Have our rulers decided to place India on the wrong side of history and arrest her social progress? Going by their policy of forcibly promoting nuclear power regardless of its hazards, environmental damage potential, high economic and social costs, and unpopularity, that seems to be the case.
Eight weeks into the Fukushima disaster—which coincides with the 25th anniversary of the world's worst-ever industrial accident, at Chernobyl—it is clear the world is moving away from nuclear power and embracing renewable energy as never before. The number of nuclear reactors in the world has fallen to 437 from its 2002 peak (444). Nuclear electricity generation has annually declined by 2 percent over the past four years and now only accounts for 5.5 percent of the world's primary energy.
Globally, annual renewables capacity additions have outpaced nuclear start-ups for 15 years. In 2010, for the first time, worldwide cumulative installed capacity of wind turbines, small hydro, biomass and solar power reached 381,000 MW, outpacing the installed nuclear capacity of 375,000 MW prior to Fukushima.
The global nuclear industry faces a bleak future. It was making losses despite huge subsidies for more than a quarter-century. The US, with the most reactors in the world (104), hasn't ordered a single new reactor since 1973. Western Europe—including France, the world's Number Two in number of reactors (58)—hasn't completed a new reactor since Chernobyl.

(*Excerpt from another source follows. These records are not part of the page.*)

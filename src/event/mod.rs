use crate::status::StatusSnapshot;
use chrono::{DateTime, Utc};
use serde::{Deserialize, Serialize};
use std::fmt;
use uuid::Uuid;

/// Kind of change reported for an entity
#[derive(Clone, Copy, Debug, PartialEq, Eq, Hash, Serialize, Deserialize)]
#[serde(rename_all = "snake_case")]
pub enum UpdateEventType {
    StatusUpdate,
    ActivityStarted,
    ActivityStopped,
    ActivityComplete,
    SecondaryStateChanged,
    LocationChanged,
    LevelLow,
    ConnectivityLost,
}

impl UpdateEventType {
    /// Wire name, also used as the SSE `event:` field
    pub fn as_str(&self) -> &'static str {
        match self {
            UpdateEventType::StatusUpdate => "status_update",
            UpdateEventType::ActivityStarted => "activity_started",
            UpdateEventType::ActivityStopped => "activity_stopped",
            UpdateEventType::ActivityComplete => "activity_complete",
            UpdateEventType::SecondaryStateChanged => "secondary_state_changed",
            UpdateEventType::LocationChanged => "location_changed",
            UpdateEventType::LevelLow => "level_low",
            UpdateEventType::ConnectivityLost => "connectivity_lost",
        }
    }
}

impl fmt::Display for UpdateEventType {
    fn fmt(&self, f: &mut fmt::Formatter<'_>) -> fmt::Result {
        f.write_str(self.as_str())
    }
}

/// UpdateEvent is an immutable record of something observed about an entity.
///
/// `current` is the snapshot the event was derived from. It is only absent for
/// `connectivity_lost` raised before any fetch for the entity ever succeeded.
#[derive(Clone, Debug, Serialize, Deserialize)]
#[serde(rename_all = "camelCase")]
pub struct UpdateEvent {
    /// UUIDv7 identifier (time-ordered)
    pub event_id: String,

    #[serde(rename = "type")]
    pub kind: UpdateEventType,

    pub entity_id: String,

    pub timestamp: DateTime<Utc>,

    #[serde(rename = "data")]
    pub current: Option<StatusSnapshot>,

    #[serde(skip_serializing_if = "Option::is_none")]
    pub previous: Option<StatusSnapshot>,
}

impl UpdateEvent {
    pub fn new(
        kind: UpdateEventType,
        entity_id: impl Into<String>,
        current: Option<StatusSnapshot>,
        previous: Option<StatusSnapshot>,
    ) -> Self {
        Self {
            event_id: Uuid::now_v7().to_string(),
            kind,
            entity_id: entity_id.into(),
            timestamp: Utc::now(),
            current,
            previous,
        }
    }
}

With Fukushima came the turn of the world's third-most nuclear country, Japan (55 reactors). Japan has written off four reactors and is radically reviewing the over-optimistic assumptions underlying its nuclear programme. Country after country is pausing, auditing or cancelling its nuclear power programme—including the US, the European Union, even China. Italy and Austria have opted out altogether. Germany has shut down seven reactors and will rapidly phase out the remaining 10.

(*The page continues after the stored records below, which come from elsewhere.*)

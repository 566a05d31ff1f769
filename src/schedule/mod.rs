// Per-entity schedules and the adaptive interval algorithm

mod registry;

pub use registry::{ScheduleRegistry, TaskHandle};

use crate::error::{Result, SchedulerError};
use crate::status::StatusSnapshot;
use serde::{Deserialize, Serialize};
use std::time::Duration;
use tracing::warn;

#[cfg(test)]
mod tests;

/// Operating state derived from the latest snapshot; selects the base interval
#[derive(Clone, Copy, Debug, PartialEq, Eq, Hash, Serialize, Deserialize)]
#[serde(rename_all = "snake_case")]
pub enum OperatingState {
    Idle,
    Active,
    Moving,
    Critical,
}

impl OperatingState {
    /// Classify a snapshot.
    ///
    /// Precedence: level below `critical_level` → critical, then moving,
    /// then active (charging/engaged), otherwise idle.
    pub fn from_snapshot(snapshot: &StatusSnapshot, critical_level: f64) -> Self {
        if snapshot.level < critical_level {
            OperatingState::Critical
        } else if snapshot.is_moving() {
            OperatingState::Moving
        } else if snapshot.active {
            OperatingState::Active
        } else {
            OperatingState::Idle
        }
    }
}

/// Operator-assigned polling priority
#[derive(Clone, Copy, Debug, Default, PartialEq, Eq, Hash, Serialize, Deserialize)]
#[serde(rename_all = "snake_case")]
pub enum Priority {
    Low,
    #[default]
    Normal,
    High,
    Critical,
}

/// Multipliers applied to the state-derived base interval
#[derive(Clone, Debug, PartialEq, Serialize, Deserialize)]
pub struct PriorityFactors {
    #[serde(default = "default_low_factor")]
    pub low: f64,
    #[serde(default = "default_normal_factor")]
    pub normal: f64,
    #[serde(default = "default_high_factor")]
    pub high: f64,
    #[serde(default = "default_critical_factor")]
    pub critical: f64,
}

fn default_low_factor() -> f64 {
    1.5
}

fn default_normal_factor() -> f64 {
    1.0
}

fn default_high_factor() -> f64 {
    0.75
}

fn default_critical_factor() -> f64 {
    0.5
}

impl Default for PriorityFactors {
    fn default() -> Self {
        Self {
            low: default_low_factor(),
            normal: default_normal_factor(),
            high: default_high_factor(),
            critical: default_critical_factor(),
        }
    }
}

impl PriorityFactors {
    pub fn factor(&self, priority: Priority) -> f64 {
        match priority {
            Priority::Low => self.low,
            Priority::Normal => self.normal,
            Priority::High => self.high,
            Priority::Critical => self.critical,
        }
    }

    /// Every factor must be finite and positive
    pub fn validate(&self) -> std::result::Result<(), String> {
        for (name, factor) in [
            ("low", self.low),
            ("normal", self.normal),
            ("high", self.high),
            ("critical", self.critical),
        ] {
            if !factor.is_finite() || factor <= 0.0 {
                return Err(format!(
                    "{} priority factor must be a positive number, got {}",
                    name, factor
                ));
            }
        }
        Ok(())
    }
}

/// Shortest base interval a schedule may carry
pub const MIN_INTERVAL: Duration = Duration::from_secs(1);

/// Base polling interval for every operating state.
///
/// All four states always carry a value; partial input goes through
/// [`IntervalOverrides`] and is merged onto defaults.
#[derive(Clone, Debug, PartialEq, Eq, Serialize, Deserialize)]
pub struct IntervalTable {
    #[serde(rename = "idle_ms", with = "duration_ms")]
    pub idle: Duration,
    #[serde(rename = "active_ms", with = "duration_ms")]
    pub active: Duration,
    #[serde(rename = "moving_ms", with = "duration_ms")]
    pub moving: Duration,
    #[serde(rename = "critical_ms", with = "duration_ms")]
    pub critical: Duration,
}

impl Default for IntervalTable {
    fn default() -> Self {
        Self {
            idle: Duration::from_secs(300),
            active: Duration::from_secs(60),
            moving: Duration::from_secs(15),
            critical: Duration::from_secs(10),
        }
    }
}

impl IntervalTable {
    pub fn get(&self, state: OperatingState) -> Duration {
        match state {
            OperatingState::Idle => self.idle,
            OperatingState::Active => self.active,
            OperatingState::Moving => self.moving,
            OperatingState::Critical => self.critical,
        }
    }

    /// Every state must be polled no faster than [`MIN_INTERVAL`]
    pub fn validate(&self) -> std::result::Result<(), String> {
        for (name, interval) in [
            ("idle", self.idle),
            ("active", self.active),
            ("moving", self.moving),
            ("critical", self.critical),
        ] {
            if interval < MIN_INTERVAL {
                return Err(format!(
                    "{} interval must be at least {} ms, got {} ms",
                    name,
                    MIN_INTERVAL.as_millis(),
                    interval.as_millis()
                ));
            }
        }
        Ok(())
    }

    pub fn shortest(&self) -> Duration {
        self.idle
            .min(self.active)
            .min(self.moving)
            .min(self.critical)
    }

    /// Merge key-by-key; states absent from `overrides` keep their interval
    pub fn merge(&mut self, overrides: &IntervalOverrides) {
        if let Some(d) = overrides.idle {
            self.idle = d;
        }
        if let Some(d) = overrides.active {
            self.active = d;
        }
        if let Some(d) = overrides.moving {
            self.moving = d;
        }
        if let Some(d) = overrides.critical {
            self.critical = d;
        }
    }
}

/// Partial interval table
#[derive(Clone, Debug, Default, PartialEq, Eq, Serialize, Deserialize)]
pub struct IntervalOverrides {
    #[serde(rename = "idle_ms", default, with = "option_duration_ms")]
    pub idle: Option<Duration>,
    #[serde(rename = "active_ms", default, with = "option_duration_ms")]
    pub active: Option<Duration>,
    #[serde(rename = "moving_ms", default, with = "option_duration_ms")]
    pub moving: Option<Duration>,
    #[serde(rename = "critical_ms", default, with = "option_duration_ms")]
    pub critical: Option<Duration>,
}

/// Schedule for one tracked entity
#[derive(Clone, Debug, PartialEq, Serialize, Deserialize)]
pub struct ScheduleConfig {
    pub entity_id: String,
    pub intervals: IntervalTable,
    #[serde(default)]
    pub priority: Priority,
    #[serde(default = "default_enabled")]
    pub enabled: bool,
    /// Free-form grouping (e.g. vendor) for stats breakdowns
    #[serde(default, skip_serializing_if = "Option::is_none")]
    pub category: Option<String>,
}

fn default_enabled() -> bool {
    true
}

impl ScheduleConfig {
    /// Enabled, normal-priority schedule with the given base intervals
    pub fn new(entity_id: impl Into<String>, intervals: IntervalTable) -> Self {
        Self {
            entity_id: entity_id.into(),
            intervals,
            priority: Priority::Normal,
            enabled: true,
            category: None,
        }
    }

    pub fn with_priority(mut self, priority: Priority) -> Self {
        self.priority = priority;
        self
    }

    pub fn with_category(mut self, category: impl Into<String>) -> Self {
        self.category = Some(category.into());
        self
    }

    pub fn validate(&self) -> Result<()> {
        self.intervals
            .validate()
            .map_err(|reason| SchedulerError::InvalidSchedule {
                entity_id: self.entity_id.clone(),
                reason,
            })
    }

    /// Apply a partial update; unspecified fields are left untouched
    pub fn apply(&mut self, patch: &SchedulePatch) {
        self.intervals.merge(&patch.intervals);
        if let Some(priority) = patch.priority {
            self.priority = priority;
        }
        if let Some(enabled) = patch.enabled {
            self.enabled = enabled;
        }
        if let Some(ref category) = patch.category {
            self.category = Some(category.clone());
        }
    }
}

/// Partial schedule update; only fields present are changed
#[derive(Clone, Debug, Default, PartialEq, Serialize, Deserialize)]
pub struct SchedulePatch {
    #[serde(default)]
    pub intervals: IntervalOverrides,
    pub priority: Option<Priority>,
    pub enabled: Option<bool>,
    pub category: Option<String>,
}

/// Delay until the next fetch: the base interval for `state` scaled by the
/// entity's priority factor.
///
/// A factor that cannot produce a valid delay falls back to the base interval.
pub fn compute_delay(
    config: &ScheduleConfig,
    state: OperatingState,
    factors: &PriorityFactors,
) -> Duration {
    let base = config.intervals.get(state);
    let factor = factors.factor(config.priority);

    match Duration::try_from_secs_f64(base.as_secs_f64() * factor) {
        Ok(delay) if !delay.is_zero() => delay,
        _ => {
            warn!(
                entity_id = %config.entity_id,
                factor,
                "Invalid priority factor, using base interval"
            );
            base
        }
    }
}

mod duration_ms {
    use serde::{Deserialize, Deserializer, Serializer};
    use std::time::Duration;

    pub fn serialize<S: Serializer>(value: &Duration, serializer: S) -> Result<S::Ok, S::Error> {
        serializer.serialize_u64(value.as_millis() as u64)
    }

    pub fn deserialize<'de, D: Deserializer<'de>>(deserializer: D) -> Result<Duration, D::Error> {
        u64::deserialize(deserializer).map(Duration::from_millis)
    }
}

mod option_duration_ms {
    use serde::{Deserialize, Deserializer, Serializer};
    use std::time::Duration;

    pub fn serialize<S: Serializer>(
        value: &Option<Duration>,
        serializer: S,
    ) -> Result<S::Ok, S::Error> {
        match value {
            Some(d) => serializer.serialize_some(&(d.as_millis() as u64)),
            None => serializer.serialize_none(),
        }
    }

    pub fn deserialize<'de, D: Deserializer<'de>>(
        deserializer: D,
    ) -> Result<Option<Duration>, D::Error> {
        Ok(Option::<u64>::deserialize(deserializer)?.map(Duration::from_millis))
    }
}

Only Russia says it will proceed with its nuclear power plans. Russia is where the Chernobyl design originated. Russia isn't known for high industrial safety. Besides, it's oil- and gas-rich and unlikely to expand nuclear power greatly.
India wouldn't enhance its stature or energy security by joining the camp of Russia, and possibly, China. China may eventually revoke the present moratorium on 38 reactors, but it knows that nuclear power, even if it expands, will only form about 7 percent of its electricity generation, and under 3 percent of its primary energy production by 2030.
Yet, the Indian government is forging ahead with new projects based on imported reactors—as if Fukushima were a minor accident. But Fukushima is the world's worst nuclear catastrophe in a multiple-reactor station, in which three reactors underwent a partial core meltdown and the spent-fuel pools of four reactors lost their water cover and spewed radioactivity.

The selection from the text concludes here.